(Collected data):

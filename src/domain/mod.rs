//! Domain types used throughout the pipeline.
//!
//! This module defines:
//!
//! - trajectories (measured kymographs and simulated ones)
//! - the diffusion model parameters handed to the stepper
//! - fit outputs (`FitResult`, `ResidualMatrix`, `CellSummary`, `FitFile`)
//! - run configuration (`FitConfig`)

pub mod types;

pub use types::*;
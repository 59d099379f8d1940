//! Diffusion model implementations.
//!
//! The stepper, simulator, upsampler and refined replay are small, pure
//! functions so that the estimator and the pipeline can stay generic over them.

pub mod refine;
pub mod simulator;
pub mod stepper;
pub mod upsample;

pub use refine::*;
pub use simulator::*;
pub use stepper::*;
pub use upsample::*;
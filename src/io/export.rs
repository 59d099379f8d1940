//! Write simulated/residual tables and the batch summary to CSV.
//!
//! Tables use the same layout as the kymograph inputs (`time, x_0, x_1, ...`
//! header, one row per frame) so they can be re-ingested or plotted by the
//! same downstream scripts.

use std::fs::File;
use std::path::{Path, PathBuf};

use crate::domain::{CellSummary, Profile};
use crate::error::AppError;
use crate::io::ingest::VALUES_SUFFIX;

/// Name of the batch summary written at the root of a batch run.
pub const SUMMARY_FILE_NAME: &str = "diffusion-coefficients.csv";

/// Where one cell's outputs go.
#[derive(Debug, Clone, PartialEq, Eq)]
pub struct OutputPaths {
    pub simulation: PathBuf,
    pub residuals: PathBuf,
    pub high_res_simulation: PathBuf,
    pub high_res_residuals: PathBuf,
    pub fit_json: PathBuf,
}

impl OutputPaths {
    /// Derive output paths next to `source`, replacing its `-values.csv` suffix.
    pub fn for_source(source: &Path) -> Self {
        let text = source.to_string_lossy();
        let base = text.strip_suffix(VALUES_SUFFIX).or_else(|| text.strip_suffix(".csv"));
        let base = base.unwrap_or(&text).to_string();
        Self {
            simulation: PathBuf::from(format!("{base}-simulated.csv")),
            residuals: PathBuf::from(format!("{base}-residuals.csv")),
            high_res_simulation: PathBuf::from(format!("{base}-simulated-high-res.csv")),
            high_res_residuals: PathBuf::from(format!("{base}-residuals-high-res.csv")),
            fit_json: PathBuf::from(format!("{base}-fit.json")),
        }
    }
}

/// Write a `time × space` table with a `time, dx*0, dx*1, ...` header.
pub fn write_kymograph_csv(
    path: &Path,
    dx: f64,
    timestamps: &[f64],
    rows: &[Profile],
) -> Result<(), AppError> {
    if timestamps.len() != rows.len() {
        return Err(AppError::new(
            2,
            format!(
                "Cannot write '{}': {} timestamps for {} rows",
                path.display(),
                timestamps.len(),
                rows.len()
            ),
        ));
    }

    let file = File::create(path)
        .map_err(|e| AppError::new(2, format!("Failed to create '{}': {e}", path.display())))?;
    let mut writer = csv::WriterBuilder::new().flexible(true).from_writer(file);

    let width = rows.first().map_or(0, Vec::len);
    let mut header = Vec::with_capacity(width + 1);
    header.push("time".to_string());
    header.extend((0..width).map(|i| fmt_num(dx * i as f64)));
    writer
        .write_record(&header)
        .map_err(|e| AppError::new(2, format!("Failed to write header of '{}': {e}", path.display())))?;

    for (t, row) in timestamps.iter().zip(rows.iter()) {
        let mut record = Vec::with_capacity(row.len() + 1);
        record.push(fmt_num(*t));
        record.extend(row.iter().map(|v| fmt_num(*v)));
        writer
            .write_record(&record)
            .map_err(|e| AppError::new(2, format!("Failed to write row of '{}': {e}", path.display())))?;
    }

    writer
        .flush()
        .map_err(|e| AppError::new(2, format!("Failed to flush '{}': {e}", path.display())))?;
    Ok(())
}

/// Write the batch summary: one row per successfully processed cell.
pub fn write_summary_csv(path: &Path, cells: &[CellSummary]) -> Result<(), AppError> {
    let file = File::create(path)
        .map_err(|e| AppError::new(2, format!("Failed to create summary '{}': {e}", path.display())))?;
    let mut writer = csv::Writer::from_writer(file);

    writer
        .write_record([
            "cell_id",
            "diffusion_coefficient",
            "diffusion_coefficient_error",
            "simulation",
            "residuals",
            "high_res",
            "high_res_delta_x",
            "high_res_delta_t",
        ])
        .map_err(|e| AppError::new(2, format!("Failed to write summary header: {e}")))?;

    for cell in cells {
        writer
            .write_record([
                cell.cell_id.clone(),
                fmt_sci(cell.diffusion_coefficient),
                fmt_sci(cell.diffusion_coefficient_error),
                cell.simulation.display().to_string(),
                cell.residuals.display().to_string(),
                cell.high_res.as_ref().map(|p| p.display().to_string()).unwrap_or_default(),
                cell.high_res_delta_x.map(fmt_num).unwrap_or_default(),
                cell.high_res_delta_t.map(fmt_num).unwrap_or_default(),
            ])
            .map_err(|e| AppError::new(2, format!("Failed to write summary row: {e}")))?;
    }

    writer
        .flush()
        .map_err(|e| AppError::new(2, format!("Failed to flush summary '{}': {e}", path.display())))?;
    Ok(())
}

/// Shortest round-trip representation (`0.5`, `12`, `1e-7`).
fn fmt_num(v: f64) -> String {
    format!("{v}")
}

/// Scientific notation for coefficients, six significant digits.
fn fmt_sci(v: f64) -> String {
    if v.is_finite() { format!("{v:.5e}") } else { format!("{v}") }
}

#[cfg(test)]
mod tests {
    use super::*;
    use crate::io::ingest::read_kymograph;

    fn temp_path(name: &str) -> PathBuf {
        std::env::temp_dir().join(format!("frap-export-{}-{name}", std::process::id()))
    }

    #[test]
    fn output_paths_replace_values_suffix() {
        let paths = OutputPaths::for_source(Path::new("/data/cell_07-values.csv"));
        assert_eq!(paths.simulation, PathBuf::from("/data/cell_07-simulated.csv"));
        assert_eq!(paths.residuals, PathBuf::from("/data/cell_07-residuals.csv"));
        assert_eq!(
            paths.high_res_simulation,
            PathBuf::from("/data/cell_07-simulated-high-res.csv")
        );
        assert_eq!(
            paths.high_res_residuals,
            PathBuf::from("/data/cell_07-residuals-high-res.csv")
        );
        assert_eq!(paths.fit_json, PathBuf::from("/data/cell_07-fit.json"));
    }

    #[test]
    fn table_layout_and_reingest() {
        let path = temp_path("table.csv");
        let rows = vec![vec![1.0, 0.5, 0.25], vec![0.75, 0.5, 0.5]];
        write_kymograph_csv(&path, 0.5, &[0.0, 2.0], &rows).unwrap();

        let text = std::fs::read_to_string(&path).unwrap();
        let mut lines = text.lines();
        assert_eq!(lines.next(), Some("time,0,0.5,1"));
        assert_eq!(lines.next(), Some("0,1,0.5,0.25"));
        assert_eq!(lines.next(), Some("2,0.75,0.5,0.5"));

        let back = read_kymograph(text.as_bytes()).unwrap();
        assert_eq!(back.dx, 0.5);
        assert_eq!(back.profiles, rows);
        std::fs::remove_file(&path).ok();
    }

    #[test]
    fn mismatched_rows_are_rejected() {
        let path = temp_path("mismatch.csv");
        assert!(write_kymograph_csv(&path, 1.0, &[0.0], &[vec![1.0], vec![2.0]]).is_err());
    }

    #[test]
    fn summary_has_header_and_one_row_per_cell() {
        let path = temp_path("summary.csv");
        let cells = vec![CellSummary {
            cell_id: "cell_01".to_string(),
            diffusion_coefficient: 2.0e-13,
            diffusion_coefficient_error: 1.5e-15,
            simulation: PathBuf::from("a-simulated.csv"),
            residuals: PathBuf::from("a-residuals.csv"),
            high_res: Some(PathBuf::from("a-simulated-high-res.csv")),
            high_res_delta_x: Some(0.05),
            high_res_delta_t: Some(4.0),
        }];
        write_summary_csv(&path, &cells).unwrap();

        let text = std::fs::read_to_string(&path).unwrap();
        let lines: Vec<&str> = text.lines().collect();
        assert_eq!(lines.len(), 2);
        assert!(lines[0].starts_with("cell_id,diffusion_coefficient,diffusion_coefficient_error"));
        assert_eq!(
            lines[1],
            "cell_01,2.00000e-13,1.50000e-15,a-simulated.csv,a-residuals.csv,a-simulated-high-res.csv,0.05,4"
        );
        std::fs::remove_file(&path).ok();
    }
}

(Problem to work on): Determine the count of lines in the data that contain the string "timestamps", and reply with that count alone.

(Result of the task): 5